What is Larsen syndrome (LRS)?

Larsen syndrome is a rare genetic condition that affects the development of the bones. It may also be referred to as LRS syndrome.

Symptoms may vary between individuals and even between those in the same family.

The main symptom of the syndrome is dislocations of the hips, knees or elbows. It is currently believed to occur in one in every 100,000 newborns, but it is possible that many cases are misdiagnosed or missed.

What gene changes cause Larsen syndrome (LRS)?

Mutations in the FLNB gene are responsible for causing the syndrome. It is inherited in an autosomal dominant pattern.

In the case of autosomal dominant inheritance just one parent is the carrier of the gene mutation, and they have a 50% chance of passing it onto each of their children. Syndromes inherited in an autosomal dominant inheritance are caused by just one copy of the gene mutation.

What are the main symptoms of Larsen syndrome (LRS)?

Clubfeet are a common feature of the syndrome in affected individuals. An X-ray may also show the presence of small extra bones in the wrists and ankles.

Another syndrome is the tips of fingers, usually the thumbs, are blunt and square shaped.

Unique facial features associated with the syndrome are frontal bossing (prominent forehead), wide-set eyes and a flattened bridge of the nose and middle of the face.

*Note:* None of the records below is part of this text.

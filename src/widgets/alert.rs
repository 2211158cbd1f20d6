//! System alert overlay.
//!
//! Shown along the bottom of the screen whenever the alert list is non-empty,
//! on top of the body panels. The fill pulses between two reds at ~1 Hz.
//! When the last alert is cleared the frame loop clears the whole display,
//! since the panels under the overlay are only redrawn where they own pixels.

use embedded_graphics::pixelcolor::Rgb565;
use embedded_graphics::prelude::*;
use embedded_graphics::primitives::{PrimitiveStyleBuilder, Rectangle, RoundedRectangle, StrokeAlignment};
use embedded_graphics::text::Text;

use super::icons::draw_alert_icon;
use super::primitives::draw_dot;
use crate::animations::lerp_rgb565;
use crate::colors::{BLACK, RED_400, RED_600, WHITE};
use crate::config::SCREEN_WIDTH;
use crate::styles::{LABEL_STYLE_WHITE, TITLE_STYLE_WHITE};
use crate::telemetry::BotTelemetrySnapshot;

/// Overlay rectangle.
pub const ALERT_AREA: Rectangle = Rectangle::new(Point::new(12, 216), Size::new(SCREEN_WIDTH - 24, 96));

const BORDER_WIDTH: u32 = 3;
const ICON_POS: Point = Point::new(24, 226);
const TITLE_POS: Point = Point::new(48, 240);
const FIRST_LINE_Y: i32 = 258;
const LINE_HEIGHT: i32 = 14;
const BULLET_X: i32 = 28;
const TEXT_X: i32 = 36;

/// Fill on the dim half of the pulse.
const DIM_AMOUNT: f32 = 0.3;

/// Draw the overlay listing every alert, oldest first.
pub fn draw_alert_overlay<D>(display: &mut D, snapshot: &BotTelemetrySnapshot, pulse_on: bool)
where
    D: DrawTarget<Color = Rgb565>,
{
    let fill = if pulse_on { RED_600 } else { lerp_rgb565(RED_600, BLACK, DIM_AMOUNT) };
    let style = PrimitiveStyleBuilder::new()
        .fill_color(fill)
        .stroke_color(RED_400)
        .stroke_width(BORDER_WIDTH)
        .stroke_alignment(StrokeAlignment::Inside)
        .build();
    RoundedRectangle::with_equal_corners(ALERT_AREA, Size::new(10, 10))
        .into_styled(style)
        .draw(display)
        .ok();

    draw_alert_icon(display, ICON_POS, WHITE);
    Text::new("SYSTEM ALERT", TITLE_POS, TITLE_STYLE_WHITE)
        .draw(display)
        .ok();

    let mut y = FIRST_LINE_Y;
    for line in snapshot.errors() {
        draw_dot(display, Point::new(BULLET_X, y - 3), 4, WHITE);
        Text::new(line, Point::new(TEXT_X, y), LABEL_STYLE_WHITE)
            .draw(display)
            .ok();
        y += LINE_HEIGHT;
    }
}

#[cfg(test)]
mod tests {
    use embedded_graphics_simulator::SimulatorDisplay;

    use super::*;
    use crate::config::SCREEN_HEIGHT;
    use crate::telemetry::{ALERT_LINE_LENGTH, MAX_ALERTS};

    /// Inside the overlay, right of the title, clear of text.
    const FILL_PROBE: Point = Point::new(440, 232);

    fn snapshot_with_alert() -> BotTelemetrySnapshot {
        let mut snap = BotTelemetrySnapshot::seeded(0.0);
        snap.push_error("Brush motor stall detected");
        snap
    }

    #[test]
    fn test_overlay_fits_screen_with_all_lines() {
        let last_baseline = FIRST_LINE_Y + (MAX_ALERTS as i32 - 1) * LINE_HEIGHT;
        let bottom = ALERT_AREA.top_left.y + ALERT_AREA.size.height as i32;
        assert!(last_baseline + 2 < bottom - BORDER_WIDTH as i32, "Last alert line should fit");
        assert!(bottom <= SCREEN_HEIGHT as i32);

        let longest = TEXT_X + ALERT_LINE_LENGTH as i32 * 6;
        assert!(longest < ALERT_AREA.top_left.x + ALERT_AREA.size.width as i32, "Longest alert should fit");
    }

    #[test]
    fn test_overlay_pulses() {
        let snap = snapshot_with_alert();
        let mut on = SimulatorDisplay::new(Size::new(SCREEN_WIDTH, SCREEN_HEIGHT));
        let mut off = SimulatorDisplay::new(Size::new(SCREEN_WIDTH, SCREEN_HEIGHT));
        draw_alert_overlay(&mut on, &snap, true);
        draw_alert_overlay(&mut off, &snap, false);

        assert_eq!(on.get_pixel(FILL_PROBE), RED_600, "Bright phase uses the alert red");
        assert_ne!(off.get_pixel(FILL_PROBE), RED_600, "Dim phase should darken the fill");
        assert_eq!(on.get_pixel(Point::new(240, ALERT_AREA.top_left.y)), RED_400, "Border is light red");
    }

    #[test]
    fn test_one_bullet_per_alert() {
        let mut snap = snapshot_with_alert();
        snap.push_error("Water tank low");

        let mut display = SimulatorDisplay::new(Size::new(SCREEN_WIDTH, SCREEN_HEIGHT));
        draw_alert_overlay(&mut display, &snap, true);

        assert_eq!(display.get_pixel(Point::new(BULLET_X, FIRST_LINE_Y - 3)), WHITE);
        assert_eq!(display.get_pixel(Point::new(BULLET_X, FIRST_LINE_Y + LINE_HEIGHT - 3)), WHITE);
        assert_eq!(
            display.get_pixel(Point::new(BULLET_X, FIRST_LINE_Y + 2 * LINE_HEIGHT - 3)),
            RED_600,
            "No bullet without a third alert"
        );
    }
}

Other symptoms involving the affected development of the bones includes a cleft palate, and abnormalities in tiny bones within the ear which can cause hearing loss.

Other physical symptoms of the syndrome include a short stature, and scoliosis.

It is not uncommon for individuals with the syndrome to also experience respiratory problems, and heart and kidney issues.

How does someone get tested for Larsen syndrome (LRS)?

The initial testing for Larsen syndrome can begin with facial analysis screening, through the FDNA Telehealth telegenetics platform, which can identify the key markers of the syndrome and outline the need for further testing. A consultation with a genetic counselor and then a geneticist will follow.

Based on this clinical consultation with a geneticist, the different options for genetic testing will be shared and consent will be sought for further testing.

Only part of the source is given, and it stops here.